[Dataset extract Boundary: Start]

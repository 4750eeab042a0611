use std::time::{Duration, Instant};

use crate::tests::common::collect;
use crate::{Debounce, SymbolKind, TypeKey};

#[test]
fn dim_declarations_are_collected() {
    let overlay = collect("Dim total As number\ndim name as TEXT\nDim loose");
    assert_eq!(overlay.variable("total").unwrap().ty, TypeKey::Number);
    assert_eq!(overlay.variable("NAME").unwrap().ty, TypeKey::Text);
    assert_eq!(overlay.variable("loose").unwrap().ty, TypeKey::Any);
    assert!(overlay.variable("absent").is_none());
}

#[test]
fn loop_helper_declares_numeric_counter() {
    let overlay = collect("Repeat(\"i\", 1, 10)");
    let counter = overlay.variable("i").unwrap();
    assert_eq!(counter.ty, TypeKey::Number);
    assert_eq!(counter.kind, SymbolKind::Variable);
}

#[test]
fn function_headers_yield_function_and_params() {
    let overlay = collect("Function Score(points As number, label As text)\nEndFunction");
    let func = overlay.function("score").unwrap();
    assert_eq!(func.kind, SymbolKind::Function);
    assert_eq!(func.args.len(), 2);
    assert_eq!(func.args[0].ty, TypeKey::Number);
    assert_eq!(func.args[1].ty, TypeKey::Text);

    // Parameters double as typed variables.
    assert_eq!(overlay.variable("points").unwrap().ty, TypeKey::Number);
}

#[test]
fn labels_match_whole_declaration_lines() {
    let overlay = collect("start:\n  retry: \nnot_a_label: x");
    assert!(overlay.label("start").is_some());
    assert!(overlay.label("retry").is_some());
    assert!(overlay.label("not_a_label").is_none());
}

#[test]
fn conflicting_types_widen_to_any() {
    // `x` observed as number (loop counter) and text (parameter).
    let overlay = collect("Repeat(\"x\", 1, 2)\nFunction F(x As text)\nEndFunction");
    assert_eq!(overlay.variable("x").unwrap().ty, TypeKey::Any);
}

#[test]
fn widening_is_monotone_never_narrowing() {
    // Once widened to any, later same-typed observations keep it any.
    let overlay = collect(
        "Dim x As number\nDim x As text\nDim x As number\nDim x As number",
    );
    assert_eq!(overlay.variable("x").unwrap().ty, TypeKey::Any);
}

#[test]
fn each_pass_fully_replaces_the_overlay() {
    let first = collect("Dim gone As number");
    assert!(first.variable("gone").is_some());

    let second = collect("Dim kept As text");
    assert!(second.variable("gone").is_none());
    assert!(second.variable("kept").is_some());
}

#[test]
fn debounce_cancels_and_reschedules() {
    let start = Instant::now();
    let mut debounce = Debounce::new(Duration::from_millis(50));
    assert!(!debounce.fire(start));

    debounce.note_edit(start);
    assert!(debounce.is_pending());
    // Not yet due.
    assert!(!debounce.fire(start + Duration::from_millis(30)));

    // A new edit pushes the deadline out.
    debounce.note_edit(start + Duration::from_millis(40));
    assert!(!debounce.fire(start + Duration::from_millis(60)));

    // Due after the trailing delay; fires exactly once.
    assert!(debounce.fire(start + Duration::from_millis(90)));
    assert!(!debounce.fire(start + Duration::from_millis(120)));
}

[Dataset extract Boundary: End]

Write down every line of the data above that includes the string "args".

    assert_eq!(func.args.len(), 2);
    assert_eq!(func.args[0].ty, TypeKey::Number);
    assert_eq!(func.args[1].ty, TypeKey::Text);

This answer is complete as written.